Boulder-Investment-Technologies / lppls

Library for fitting the LPPLS model to data.
MIT License
350 stars 108 forks source link
finance python

PyPI 📦   PyTests Downloads

Log Periodic Power Law Singularity (LPPLS) Model

lppls is a Python module for fitting the LPPLS model to data.

Overview

The LPPLS model provides a flexible framework to detect bubbles and predict regime changes of a financial asset. A bubble is defined as a faster-than-exponential increase in asset price, that reflects positive feedback loop of higher return anticipations competing with negative feedback spirals of crash expectations. It models a bubble price as a power law with a finite-time singularity decorated by oscillations with a frequency increasing with time.

Try the demo:

Open In Colab

Here is the model:

E[ln\ p(t)] = A + B(t_c-t)^{m}+C(t_c-t)^{m}\cos(\omega\ ln(t_c-t) - \phi)

where:

The model has three components representing a bubble. The first, $A+B(t_c-t)^{m}$, handles the hyperbolic power law. For $m$ < 1 when the price growth becomes unsustainable, and at $t_c$ the growth rate becomes infinite. The second term, $C(t_c-t)^{m}$, controls the amplitude of the oscillations. It drops to zero at the critical time $t_c$. The third term, $\cos(\omega\ ln(t_c-t) - \phi)$, models the frequency of the oscillations. They become infinite at $t_c$.

Important links

Installation

Dependencies

lppls requires:

User installation

pip install -U lppls

Example Use

from lppls import lppls, data_loader
import numpy as np
import pandas as pd
from datetime import datetime as dt
%matplotlib inline

# read example dataset into df 
data = data_loader.nasdaq_dotcom()

# convert time to ordinal
time = [pd.Timestamp.toordinal(dt.strptime(t1, '%Y-%m-%d')) for t1 in data['Date']]
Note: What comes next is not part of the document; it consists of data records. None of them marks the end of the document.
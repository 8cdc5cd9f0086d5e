//! Request pacing shared by all download workers.
use std::sync::Mutex;
use std::thread;
use std::time::{Duration, Instant};

use tracing::trace;

/// Leaky-bucket limiter: request starts are spaced at least `interval` apart,
/// across every thread holding the same limiter.
#[derive(Debug)]
pub struct RateLimiter {
    interval: Duration,
    next_slot: Mutex<Option<Instant>>,
}

impl RateLimiter {
    pub fn new(interval: Duration) -> Self {
        Self {
            interval,
            next_slot: Mutex::new(None),
        }
    }

    pub fn unlimited() -> Self {
        Self::new(Duration::ZERO)
    }

    pub fn interval(&self) -> Duration {
        self.interval
    }

    /// Reserve the next start slot and block until it arrives.
    /// Returns how long the caller waited.
    pub fn acquire(&self) -> Duration {
        if self.interval.is_zero() {
            return Duration::ZERO;
        }
        let wait = {
            let mut next = self
                .next_slot
                .lock()
                .unwrap_or_else(|poisoned| poisoned.into_inner());
            let now = Instant::now();
            let slot = next.map_or(now, |n| n.max(now));
            *next = Some(slot + self.interval);
            slot - now
        };
        if !wait.is_zero() {
            trace!("Rate limiter holding request for {:?}", wait);
            thread::sleep(wait);
        }
        wait
    }
}

impl Default for RateLimiter {
    fn default() -> Self {
        Self::unlimited()
    }
}

#[cfg(test)]
mod tests {
    use super::*;
    use std::sync::Arc;

    #[test]
    fn test_unlimited_never_waits() {
        let limiter = RateLimiter::unlimited();
        for _ in 0..100 {
            assert_eq!(limiter.acquire(), Duration::ZERO);
        }
    }

    #[test]
    fn test_requests_are_spaced() {
        let limiter = RateLimiter::new(Duration::from_millis(20));
        let start = Instant::now();
        for _ in 0..4 {
            limiter.acquire();
        }
        // First slot is immediate, the other three wait one interval each.
        assert!(start.elapsed() >= Duration::from_millis(60));
    }

    #[test]
    fn test_spacing_holds_across_threads() {
        let limiter = Arc::new(RateLimiter::new(Duration::from_millis(15)));
        let start = Instant::now();
        let handles: Vec<_> = (0..4)
            .map(|_| {
                let limiter = Arc::clone(&limiter);
                thread::spawn(move || limiter.acquire())
            })
            .collect();
        for handle in handles {
            handle.join().unwrap();
        }
        assert!(start.elapsed() >= Duration::from_millis(45));
    }
}
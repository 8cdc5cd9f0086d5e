use std::path::Path;

use gdal::DriverManager;
use gdal::raster::{Buffer, GdalType};
use gdal::spatial_ref::SpatialRef;
use tracing::debug;

use crate::io::raster::{PixelType, RasterData, RasterError};

/// Narrowing conversion from the in-memory `f64` samples.
trait FromSample: GdalType + Copy {
    fn from_sample(v: f64) -> Self;
}

macro_rules! impl_from_sample {
    ($($t:ty),*) => {
        $(impl FromSample for $t {
            fn from_sample(v: f64) -> Self {
                // `as` saturates at the type bounds and maps NaN to zero
                v as $t
            }
        })*
    };
}

impl_from_sample!(u8, u16, i16, u32, i32, f32, f64);

/// Write `raster` as a GeoTIFF in its own pixel type, with georeferencing,
/// CRS and per-band no-data set explicitly.
pub fn write_geotiff(output: &Path, raster: &RasterData) -> Result<(), RasterError> {
    match raster.dtype {
        PixelType::U8 => write_typed::<u8>(output, raster),
        PixelType::U16 => write_typed::<u16>(output, raster),
        PixelType::I16 => write_typed::<i16>(output, raster),
        PixelType::U32 => write_typed::<u32>(output, raster),
        PixelType::I32 => write_typed::<i32>(output, raster),
        PixelType::F32 => write_typed::<f32>(output, raster),
        PixelType::F64 => write_typed::<f64>(output, raster),
    }
}

fn write_typed<T: FromSample>(output: &Path, raster: &RasterData) -> Result<(), RasterError> {
    let (bands, rows, cols) = raster.pixels.dim();
    if let Some(parent) = output.parent().filter(|p| !p.as_os_str().is_empty()) {
        std::fs::create_dir_all(parent)?;
    }

    let driver = DriverManager::get_driver_by_name("GTiff")?;
    let mut ds = driver.create_with_band_type::<T, _>(output, cols, rows, bands)?;
    ds.set_geo_transform(&raster.geotransform)?;
    if !raster.crs.is_empty() {
        let wkt = SpatialRef::from_definition(&raster.crs)
            .and_then(|srs| srs.to_wkt())
            .unwrap_or_else(|_| raster.crs.clone());
        ds.set_projection(&wkt)?;
    }

    for b in 0..bands {
        let mut band = ds.rasterband(b + 1)?;
        if let Some(nodata) = raster.nodata {
            band.set_no_data_value(Some(nodata))?;
        }
        let data: Vec<T> = raster
            .pixels
            .index_axis(ndarray::Axis(0), b)
            .iter()
            .map(|&v| T::from_sample(v))
            .collect();
        let mut buf = Buffer::new((cols, rows), data);
        band.write((0, 0), (cols, rows), &mut buf)?;
    }
    debug!(
        "Wrote {}x{}x{} {} GeoTIFF {:?}",
        bands, rows, cols, raster.dtype, output
    );
    Ok(())
}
# create list of observation data
price = np.log(data['Adj Close'].values)

# create observations array (expected format for LPPLS observations)
observations = np.array([time, price])

# set the max number for searches to perform before giving-up
# the literature suggests 25
MAX_SEARCHES = 25

# instantiate a new LPPLS model with the Nasdaq Dot-com bubble dataset
lppls_model = lppls.LPPLS(observations=observations)

# fit the model to the data and get back the params
tc, m, w, a, b, c, c1, c2, O, D = lppls_model.fit(MAX_SEARCHES)

# visualize the fit
lppls_model.plot_fit()

# should give a plot like the following...

LPPLS Fit to the Nasdaq Dataset

# compute the confidence indicator
res = lppls_model.mp_compute_nested_fits(
    workers=8,
    window_size=120, 
    smallest_window_size=30, 
    outer_increment=1, 
    inner_increment=5, 
    max_searches=25,
    # filter_conditions_config={} # not implemented in 0.6.x
)

lppls_model.plot_confidence_indicators(res)
# should give a plot like the following...

LPPLS Confidnce Indicator

If you wish to store res as a pd.DataFrame, use compute_indicators.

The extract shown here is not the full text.